Monday, January 5, 2015

The "Rules" of Co-Writing

For anyone who has followed me anywhere on social media, you'll know I've been doing a lot of co-authoring recently, and I'm constantly being asked how it works and what the process is. So, I figured it was time to share the secrets of my success.

The first time I ever wrote with other authors was back in 2013 when I collaborated with Aria Kane, Melinda Dozier, and Ana Blaze on LOVE AND OTHER GAMES. Each of us wrote our own 20k novella and tied them all together with a common setting and theme. While we were all responsible for our own stories and characters, we worked very closely together to brainstorm the idea, ensure they stories were all linked, and to make sure none of us wrote anything too similar. It was one of the best experiences I've had as an author and couldn't wait to do it again.

At the start of 2014, I hosted the Anaiah Press Co-Author Contest in which I picked one lucky author to co-write and publish an adult romance book with me.

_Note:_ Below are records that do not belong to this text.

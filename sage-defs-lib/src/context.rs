//! Environment a game definition is loaded in.

use std::path::{Path, PathBuf};

use sage_defs_core::{DefinitionLoader, PlatformPathResolver};
use sage_defs_xml::XmlDefinitionLoader;

use crate::registry::{NoRegistry, StaticRegistry};
use crate::settings::{Settings, resolve_tool_root};

/// Directory under the tool root that holds one folder per game.
pub const GAMES_DIR: &str = "Games";

/// Game manifest file name, inside [`GAMES_DIR`].
pub const MANIFEST_FILE: &str = "GameDefinition.xml";

/// Tool root plus the collaborators used while loading.
///
/// This is the main entry point for using the library: build a context,
/// then load the manifest and game definitions through it.
pub struct DefinitionContext {
    tool_root: PathBuf,
    documents_dir: Option<PathBuf>,
    loader: Box<dyn DefinitionLoader>,
    resolver: Box<dyn PlatformPathResolver>,
}

impl DefinitionContext {
    /// A context rooted at `tool_root`, reading XML definitions, with the
    /// user's documents directory and no registered games.
    pub fn new(tool_root: impl Into<PathBuf>) -> Self {
        Self {
            tool_root: tool_root.into(),
            documents_dir: dirs::document_dir(),
            loader: Box::new(XmlDefinitionLoader),
            resolver: Box::new(NoRegistry),
        }
    }

    /// A context configured from the shared settings file.
    pub fn from_settings(cli_override: Option<PathBuf>) -> Self {
        let settings = Settings::load();
        let tool_root = resolve_tool_root(cli_override, &settings);
        Self::new(tool_root).with_resolver(StaticRegistry::from_settings(&settings))
    }

    pub fn with_loader(mut self, loader: impl DefinitionLoader + 'static) -> Self {
        self.loader = Box::new(loader);
        self
    }

    pub fn with_resolver(mut self, resolver: impl PlatformPathResolver + 'static) -> Self {
        self.resolver = Box::new(resolver);
        self
    }

    pub fn with_documents_dir(mut self, dir: Option<PathBuf>) -> Self {
        self.documents_dir = dir;
        self
    }

    pub fn tool_root(&self) -> &Path {
        &self.tool_root
    }

    pub fn documents_dir(&self) -> Option<&Path> {
        self.documents_dir.as_deref()
    }

    pub fn loader(&self) -> &dyn DefinitionLoader {
        self.loader.as_ref()
    }

    pub fn resolver(&self) -> &dyn PlatformPathResolver {
        self.resolver.as_ref()
    }

    /// `<tool-root>/Games`
    pub fn games_dir(&self) -> PathBuf {
        self.tool_root.join(GAMES_DIR)
    }

    /// `<tool-root>/Games/<id>`
    pub fn game_dir(&self, id: &str) -> PathBuf {
        self.games_dir().join(id)
    }

    /// `<tool-root>/Games/GameDefinition.xml`
    pub fn manifest_path(&self) -> PathBuf {
        self.games_dir().join(MANIFEST_FILE)
    }
}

Then, later in 2014, I was approached by David Jemal and asked to work on a new series of books, this time a YA dystopian thriller. This was completely different than my previous experience because me and this "stranger" would be working on the same book...together. {GASP!} We would have to merge our voices and writing styles, come to agreements on everything related to the characters, plot, conflict, etc. And once we did all that, we then had to decide who was going to write what.

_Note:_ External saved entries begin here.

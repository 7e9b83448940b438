use std::path::Path;

use sage_defs_core::DefinitionError;
use thiserror::Error;

/// Errors that can occur while loading a game's definitions.
#[derive(Debug, Error)]
pub enum LoadError {
    /// A directory in the definition tree could not be listed
    #[error("I/O error reading {path}: {source}")]
    Io {
        path: String,
        source: std::io::Error,
    },

    /// A definition file failed to load; aborts the whole load
    #[error("Failed to load definition file {path}: {source}")]
    Definition {
        path: String,
        source: DefinitionError,
    },

    /// The game manifest could not be read
    #[error("Failed to read game manifest {path}: {source}")]
    Manifest {
        path: String,
        source: DefinitionError,
    },

    /// A definition root exists but is not a directory
    #[error("Not a directory: {0}")]
    NotADirectory(String),

    /// The requested game is not in the manifest
    #[error("Unknown game: {0}")]
    UnknownGame(String),
}

impl LoadError {
    pub fn io(path: &Path, source: std::io::Error) -> Self {
        Self::Io {
            path: path.display().to_string(),
            source,
        }
    }

    pub fn definition(path: &Path, source: DefinitionError) -> Self {
        Self::Definition {
            path: path.display().to_string(),
            source,
        }
    }

    pub fn manifest(path: &Path, source: DefinitionError) -> Self {
        Self::Manifest {
            path: path.display().to_string(),
            source,
        }
    }

    pub fn unknown_game(id: impl Into<String>) -> Self {
        Self::UnknownGame(id.into())
    }
}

So, how do we do it without wanting to rip our hair out, scream at each other, scrap the project and give up on writing for the rest of our lives? Here are my top 5 "rules" for co-writing a book:

1. Communicate. I cannot stress this enough. If you and your co-author aren't able or willing to talk to each other, then the project is doomed from the start. Talk often. Talk about everything, even things unrelated to the book. Become friends.

2. Negotiate. There are going to be times when you and your co-author don't agree on something. It's inevitable. You have to be willing to negotiate. Find a compromise you can both be happy with, and then move on. Don't pout because you didn't get your way. Just let it go! For example, during the editorial process for DANGEROUS LOVE, there was a scene I had written where Dr. Parker falls to his knees. Our editor and Jody felt it was too much and should be removed. I'll admit, I tried to defend that scene. lol. But in the end, I realized I needed to compromise. So I did, and now that scene is much stronger as a result.

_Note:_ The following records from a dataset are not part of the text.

//! quick-xml readers for SAGE definition documents.
//!
//! Two document types are understood: asset-definition files
//! (`<AssetDefinition>`, one per `.xml` file under a game's definition tree)
//! and the game manifest (`<GameDefinition>`, listing every known game).

mod attrs;
pub mod asset_definition;
pub mod game_manifest;

pub use asset_definition::{XmlDefinitionLoader, parse_asset_definition, parse_asset_definition_file};
pub use game_manifest::{parse_games, parse_games_file};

3. Establish Expectations. Every author has their own processes and methods and abilities to work at different speeds. Figure out what they are, and then set reasonable expectations. If this is the only project your co-author has at the time and you have several, then be honest about how much time you can devote to this project. If you can only write one chapter a week, then say so. If your co-author can and will write more, then so be it. On this point, I do recommend balancing the workload. If one author is writing more than the other, then the other should do something later to compensate. For example, while writing INFERNO with David, he wrote a majority of the first draft due to other commitments I had. So, to balance things out, I handled writing the query letter, synopsis, and a bulk of the edits.

4. Check your ego at the door. There's no room for it in a partnership like this. Yes you need to believe in what you're writing, but not so much so that you think every single word you put on the page is golden. You have to be willing to allow your co-author the freedom to make suggestions and even change your words at times. It will sting a little at first, but trust me, in the end, you will have a more cohesive, well written story.

5. Have fun! Not everyone can write a book with another person. It takes a lot of patience and a willingness to be flexible. So, if you can do it, have fun! Brainstorm crazy ideas and laugh about them. Joke about the mistakes you both make -- because you will make them  -- and congratulate each other when you write that perfect line or work through that major plot hole.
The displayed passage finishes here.